8. — A côté des juridictions répressives créées en Afrique, il existe un parquet chargé de mettre l'action publique en mouvement. A sa tête est un procureur d'Etat résidant à Boma ; il a des substituts à Banana et à Matadi, et des substituts suppléants. Ces magistrats ont pour tâche de surveiller leur ressort, de se mettre en communication constante avec les populations indigènes, de manière à atteindre et à poursuivre toutes les infractions. Enfin, pour faciliter et multiplier la surveillance, la qualité d'officier de police judiciaire a été conférée à un grand nombre d'agents subalternes que leurs fonctions mettent en contact suivi avec les indigènes. Le personnel de l'administration judiciaire du Bas-Congo est recruté parmi les docteurs en droit sortis des universités belges. La situation, sous ce rapport, n'est pas aussi avancée dans le Haut-Congo ; mais le Roi-Souverain vient d'approuver la création d'un personnel judiciaire spécial, initié aux choses du droit, et dont l'action devra se faire sentir sur le haut fleuve.

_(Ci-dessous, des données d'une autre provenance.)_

//! Axum extractors for authentication.
//!
//! [`OptionalUser`] is the request context: it runs the authenticator once per
//! request and collapses every failure into "anonymous". [`CurrentUser`] and
//! [`AdminUser`] gate on its result.

use std::convert::Infallible;

use axum::{
    extract::{FromRef, FromRequestParts},
    http::{request::Parts, StatusCode},
};
use sitepulse_core::auth::AuthError;
use sitepulse_core::users::User;

use crate::AuthState;

pub const UNAUTHED_ERR_MSG: &str = "Please login (10001)";
pub const NOT_ADMIN_ERR_MSG: &str = "You do not have required permission (10002)";

/// Authentication outcome cached in request extensions.
#[derive(Clone)]
struct ResolvedUser(Option<User>);

/// Extractor for optionally authenticated user. Never rejects.
pub struct OptionalUser(pub Option<User>);

impl<S> FromRequestParts<S> for OptionalUser
where
    AuthState: FromRef<S>,
    S: Send + Sync,
{
    type Rejection = Infallible;

    async fn from_request_parts(parts: &mut Parts, state: &S) -> Result<Self, Self::Rejection> {
        if let Some(ResolvedUser(user)) = parts.extensions.get::<ResolvedUser>() {
            return Ok(OptionalUser(user.clone()));
        }

        let auth_state = AuthState::from_ref(state);
        let user = match auth_state.authenticator.authenticate(&parts.headers).await {
            Ok(user) => Some(user),
            Err(error) => {
                log_anonymous(&error);
                None
            }
        };

        parts.extensions.insert(ResolvedUser(user.clone()));
        Ok(OptionalUser(user))
    }
}

fn log_anonymous(error: &AuthError) {
    match error {
        AuthError::NoSession => tracing::debug!("Anonymous request"),
        other => tracing::warn!(kind = other.kind(), error = %other, "Authentication failed"),
    }
}

/// Extractor for authenticated user. Returns 401 if not authenticated.
pub struct CurrentUser(pub User);

impl<S> FromRequestParts<S> for CurrentUser
where
    AuthState: FromRef<S>,
    S: Send + Sync,
{
    type Rejection = (StatusCode, &'static str);

    async fn from_request_parts(parts: &mut Parts, state: &S) -> Result<Self, Self::Rejection> {
        let OptionalUser(user) = match OptionalUser::from_request_parts(parts, state).await {
            Ok(user) => user,
            Err(never) => match never {},
        };
        user.map(CurrentUser)
            .ok_or((StatusCode::UNAUTHORIZED, UNAUTHED_ERR_MSG))
    }
}

/// Extractor for an admin user. Returns 401 if not authenticated and 403 if
/// the user is not an admin.
pub struct AdminUser(pub User);

impl<S> FromRequestParts<S> for AdminUser
where
    AuthState: FromRef<S>,
    S: Send + Sync,
{
    type Rejection = (StatusCode, &'static str);

    async fn from_request_parts(parts: &mut Parts, state: &S) -> Result<Self, Self::Rejection> {
        let CurrentUser(user) = CurrentUser::from_request_parts(parts, state).await?;
        if !user.role.is_admin() {
            return Err((StatusCode::FORBIDDEN, NOT_ADMIN_ERR_MSG));
        }
        Ok(AdminUser(user))
    }
}

#[cfg(test)]
mod tests {
    use super::*;
    use crate::mock::{InMemoryUserRepository, MockIdentityProvider};
    use crate::AuthConfig;
    use axum::{body::Body, http::Request, routing::get, Router};
    use http_body_util::BodyExt;
    use sitepulse_core::auth::Identity;
    use sitepulse_core::users::{Role, UpsertUser, UserRepository};
    use std::sync::Arc;
    use tower::ServiceExt;

    fn config() -> AuthConfig {
        AuthConfig {
            app_id: "app-1".to_string(),
            session_secret: "secret".to_string(),
            oauth_server_url: String::new(),
            owner_open_id: None,
            is_production: false,
            cookie_name: "app_session_id".to_string(),
            session_ttl: std::time::Duration::from_secs(3600),
            provider_timeout: std::time::Duration::from_secs(30),
        }
    }

    fn state(users: Arc<InMemoryUserRepository>) -> AuthState {
        let provider = Arc::new(MockIdentityProvider::returning(Identity {
            open_id: "u1".to_string(),
            name: None,
            email: None,
            login_method: None,
        }));
        AuthState::new(config(), provider, users)
    }

    fn app(state: AuthState) -> Router {
        Router::new()
            .route(
                "/whoami",
                get(|OptionalUser(user): OptionalUser| async move {
                    user.map(|u| u.open_id).unwrap_or_else(|| "anonymous".to_string())
                }),
            )
            .route(
                "/private",
                get(|CurrentUser(user): CurrentUser| async move { user.open_id }),
            )
            .route(
                "/admin",
                get(|AdminUser(user): AdminUser| async move { user.open_id }),
            )
            .with_state(state)
    }

    fn cookie_for(state: &AuthState, open_id: &str) -> String {
        let token = state
            .tokens
            .create_session_token(open_id, "", chrono::Duration::hours(1))
            .unwrap();
        format!("app_session_id={token}")
    }

    async fn body_text(response: axum::response::Response) -> String {
        let bytes = response.into_body().collect().await.unwrap().to_bytes();
        String::from_utf8(bytes.to_vec()).unwrap()
    }

    #[tokio::test]
    async fn no_cookie_is_anonymous() {
        let app = app(state(Arc::new(InMemoryUserRepository::new())));

        let response = app
            .oneshot(Request::get("/whoami").body(Body::empty()).unwrap())
            .await
            .unwrap();

        assert_eq!(response.status(), StatusCode::OK);
        assert_eq!(body_text(response).await, "anonymous");
    }

    #[tokio::test]
    async fn garbage_cookie_is_anonymous() {
        let app = app(state(Arc::new(InMemoryUserRepository::new())));

        let response = app
            .oneshot(
                Request::get("/whoami")
                    .header("cookie", "app_session_id=not-a-token")
                    .body(Body::empty())
                    .unwrap(),
            )
            .await
            .unwrap();

        assert_eq!(response.status(), StatusCode::OK);
        assert_eq!(body_text(response).await, "anonymous");
    }

    #[tokio::test]
    async fn unavailable_store_is_anonymous() {
        let users = Arc::new(InMemoryUserRepository::new());
        users.set_unavailable(true);
        let state = state(users);
        let cookie = cookie_for(&state, "u1");

        let response = app(state)
            .oneshot(
                Request::get("/whoami")
                    .header("cookie", cookie)
                    .body(Body::empty())
                    .unwrap(),
            )
            .await
            .unwrap();

        assert_eq!(body_text(response).await, "anonymous");
    }

    #[tokio::test]
    async fn valid_cookie_resolves_user() {
        let users = Arc::new(InMemoryUserRepository::new());
        users.upsert_user(&UpsertUser::new("u1")).await.unwrap();
        let state = state(users);
        let cookie = cookie_for(&state, "u1");

        let response = app(state)
            .oneshot(
                Request::get("/whoami")
                    .header("cookie", cookie)
                    .body(Body::empty())
                    .unwrap(),
            )
            .await
            .unwrap();

        assert_eq!(body_text(response).await, "u1");
    }

    #[tokio::test]
    async fn private_route_requires_login() {
        let app = app(state(Arc::new(InMemoryUserRepository::new())));

        let response = app
            .oneshot(Request::get("/private").body(Body::empty()).unwrap())
            .await
            .unwrap();

        assert_eq!(response.status(), StatusCode::UNAUTHORIZED);
        assert_eq!(body_text(response).await, UNAUTHED_ERR_MSG);
    }

    #[tokio::test]
    async fn admin_route_rejects_regular_user() {
        let users = Arc::new(InMemoryUserRepository::new());
        users.upsert_user(&UpsertUser::new("u1")).await.unwrap();
        let state = state(users);
        let cookie = cookie_for(&state, "u1");

        let response = app(state)
            .oneshot(
                Request::get("/admin")
                    .header("cookie", cookie)
                    .body(Body::empty())
                    .unwrap(),
            )
            .await
            .unwrap();

        assert_eq!(response.status(), StatusCode::FORBIDDEN);
        assert_eq!(body_text(response).await, NOT_ADMIN_ERR_MSG);
    }

    #[tokio::test]
    async fn admin_route_accepts_admin() {
        let users = Arc::new(InMemoryUserRepository::new());
        users
            .upsert_user(&UpsertUser::new("boss").with_role(Role::Admin))
            .await
            .unwrap();
        let state = state(users);
        let cookie = cookie_for(&state, "boss");

        let response = app(state)
            .oneshot(
                Request::get("/admin")
                    .header("cookie", cookie)
                    .body(Body::empty())
                    .unwrap(),
            )
            .await
            .unwrap();

        assert_eq!(response.status(), StatusCode::OK);
        assert_eq!(body_text(response).await, "boss");
    }
}
pub mod analytics;
pub mod error;
pub mod reports;
pub mod system;

pub use error::AppError;
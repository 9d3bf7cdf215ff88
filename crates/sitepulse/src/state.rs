use std::sync::Arc;

use sitepulse_auth::{AuthConfig, AuthState};
use sitepulse_core::analytics::AnalyticsRepository;
use sitepulse_core::users::UserRepository;

use crate::config::Config;
use crate::notify::OwnerNotifier;
use crate::storage::sqlite::{AnalyticsStore, UserStore};
use crate::storage::Database;

/// Application state shared across all handlers.
#[derive(Clone)]
pub struct AppState {
    pub config: Arc<Config>,
    pub db: Database,
    pub analytics: Arc<dyn AnalyticsRepository>,
    pub notifier: OwnerNotifier,
    pub auth: AuthState,
}

impl AppState {
    /// Wires the SQLite repositories and the HTTP identity provider.
    pub fn from_config(config: Config, auth_config: AuthConfig) -> anyhow::Result<Self> {
        let db = Database::new(config.database_url.clone());
        let users: Arc<dyn UserRepository> = Arc::new(UserStore::new(
            db.clone(),
            auth_config.owner_open_id.clone(),
        ));
        let auth = AuthState::with_http_provider(auth_config, users)?;

        Self::new(config, db, auth)
    }

    /// Builds the state around an existing database handle and auth state.
    pub fn new(config: Config, db: Database, auth: AuthState) -> anyhow::Result<Self> {
        let notifier =
            OwnerNotifier::new(config.forge_api_url.clone(), config.forge_api_key.clone())?;

        Ok(Self {
            analytics: Arc::new(AnalyticsStore::new(db.clone())),
            config: Arc::new(config),
            db,
            notifier,
            auth,
        })
    }
}

impl AsRef<AuthState> for AppState {
    fn as_ref(&self) -> &AuthState {
        &self.auth
    }
}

9. Législation. Le travail législatif pour le Congo est déjà fort avancé ; la législation se complète au fur et à mesure que la nécessité s'en fait sentir. Un Code pénal a été promulgué en 1886, revisé et coordonné en 1888 ; et, depuis lors, on y a ajouté quelques dispositions nouvelles dont l'expérienee démontrait l'utilité. Un décret spécial a prévu les crimes et les délits militaires. Certaines parties de la législation civile et commerciale ont été décrétées sur les contrats, l'état civil, l'expropriation pour utilité publique, l'extradition, les faillites, les mariages, les finances, les marques de fabrique, les mines, les sociétés commerciales, les monnaies, la compétence, la procédure, etc. Le législateur s'est inspiré des lois belges, adaptées à l'organisation spéciale de l'Etat indépendant. Dans les matières non encore réglées législativement, les juges congolais se guident d'après les principes généraux du droit et les coutumes locales, pour autant que ces coutumes ne soient pas en contradiction avec les principes supérieurs de la morale ou de la civilisation. Jusqu'à présent, cependant, les autorités locales n'ont pas cru devoir faire intervenir leur autorité pour régler, conformément aux lois de l'Etat, les différends entrè indigènes, relatifs à leurs intérêts privés ; ceux-ci continuent, en fait, à être jugés par les chefs locaux et conformément à leurs coutumes. Toutefois, pour les amener insensiblement à soumettre leurs contestations à l'autorité régulière, il est prescrit aux officiers du ministère public d'intervenir dans le règlement des contestations privées, et l'usage s'introduit peu à peu parmi les indigènes de recourir aux bons offices de ces magistrats.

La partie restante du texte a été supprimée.